Carnets de guerre (Anna Vautrin) – N° 27 - 12 au 18 avril 1915
Dimanche 18 avril 1915 […] Nous partons en landau à 2 chevaux. La voiture est bien remplie car elle contient Alexis, Suzanne, Madeleine, Gogo, Yvonne et moi […] Le commandant est très étonné qu’on nous ait donné un passeport car on se bat à 5 km.
Document transmis par Renaud Seynave, son arrière-petit-fils - 30/03/2015
Yvonne, Marguerite et leur père Alexis Vautrin
Lundi 12 avril 1915
Hier soir à dix heures, nous avons entendu plusieurs coups de canon très fort. A deux heures du matin, ma femme de chambre est venue nous réveiller, nous disant qu’elle venait d’entendre tomber plusieurs bombes. Je me lève, je vois les projecteurs très puissants et fouillant le ciel, toujours dans la même direction. J’entends des coups de canon tirés par nos batteries. On voit les shrapnels éclater dans le ciel. Au loin, on aperçoit un incendie causé par une des bombes. C’est un zeppelin. On entend le bruit du moteur. Il s’éloigne et n’a pas pu venir plus loin sur Nancy pour jeter d’autres bombes à cause de nos canons.

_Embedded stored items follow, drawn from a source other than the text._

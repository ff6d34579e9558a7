//! Catalog and interaction records consumed by the engine.
//!
//! The engine only reads these. Both the catalog and the interaction log are
//! owned by the surrounding application and handed over as snapshots.

use std::fmt;

use serde::{Deserialize, Serialize};

/// Stable catalog item identifier.
pub type ItemId = i64;
/// Requesting user identifier.
pub type UserId = i64;
/// Unix timestamp in seconds.
pub type Timestamp = i64;

/// Snapshot of one catalog item.
#[derive(Debug, Clone, PartialEq, Serialize, Deserialize)]
pub struct Item {
    pub id: ItemId,
    /// Non-negative price in the catalog currency.
    pub price: f64,
    /// Popularity in [0, 1]; nudged upward by purchases.
    pub popularity_score: f64,
    /// Average rating in [0, 5].
    pub rating: f64,
    pub category_id: i64,
}

impl Item {
    pub fn new(id: ItemId, price: f64, popularity_score: f64, rating: f64, category_id: i64) -> Self {
        Item {
            id,
            price,
            popularity_score,
            rating,
            category_id,
        }
    }

    /// Non-personalized score used for users without history.
    #[inline]
    pub fn popularity_rank_score(&self) -> f64 {
        self.popularity_score * self.rating
    }
}

/// Kind of user–item event.
///
/// Names outside the known set are kept verbatim in `Other` and weigh as
/// the table's fallback weight.
#[derive(Debug, Clone, PartialEq, Eq, Hash, Serialize, Deserialize)]
#[serde(from = "String", into = "String")]
pub enum InteractionKind {
    View,
    Cart,
    Purchase,
    Like,
    Dislike,
    Other(String),
}

impl InteractionKind {
    pub fn as_str(&self) -> &str {
        match self {
            InteractionKind::View => "view",
            InteractionKind::Cart => "cart",
            InteractionKind::Purchase => "purchase",
            InteractionKind::Like => "like",
            InteractionKind::Dislike => "dislike",
            InteractionKind::Other(name) => name,
        }
    }
}

impl From<&str> for InteractionKind {
    fn from(name: &str) -> Self {
        match name {
            "view" => InteractionKind::View,
            "cart" => InteractionKind::Cart,
            "purchase" => InteractionKind::Purchase,
            "like" => InteractionKind::Like,
            "dislike" => InteractionKind::Dislike,
            other => InteractionKind::Other(other.to_string()),
        }
    }
}

impl From<String> for InteractionKind {
    fn from(name: String) -> Self {
        InteractionKind::from(name.as_str())
    }
}

impl From<InteractionKind> for String {
    fn from(kind: InteractionKind) -> Self {
        kind.as_str().to_string()
    }
}

impl fmt::Display for InteractionKind {
    fn fmt(&self, f: &mut fmt::Formatter<'_>) -> fmt::Result {
        f.write_str(self.as_str())
    }
}

/// One event from the append-only interaction log.
#[derive(Debug, Clone, PartialEq, Serialize, Deserialize)]
pub struct Interaction {
    pub user_id: UserId,
    pub item_id: ItemId,
    pub kind: InteractionKind,
    pub timestamp: Timestamp,
}

impl Interaction {
    pub fn new(user_id: UserId, item_id: ItemId, kind: impl Into<InteractionKind>, timestamp: Timestamp) -> Self {
        Interaction {
            user_id,
            item_id,
            kind: kind.into(),
            timestamp,
        }
    }
}

/// An item together with the score it was ranked by.
#[derive(Debug, Clone, Copy, PartialEq)]
pub struct RankedCandidate {
    pub item_id: ItemId,
    pub score: f64,
}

Il avait été question de sonner le tocsin chaque fois qu’un zeppelin serait signalé mais le maire de Nancy a dit avec raison que si chaque fois qu’un zeppelin avait été signalé, on avait sonné le tocsin, on l’aurait sonné 20 fois depuis le 1er janvier. Il y a eu parait-il 20 zeppelins signalés depuis le 1er janvier.
Cette nuit, le ciel était très étoilé. Madeleine a mis le berceau de Colette dans le corridor. Il y a eu 18 bombes.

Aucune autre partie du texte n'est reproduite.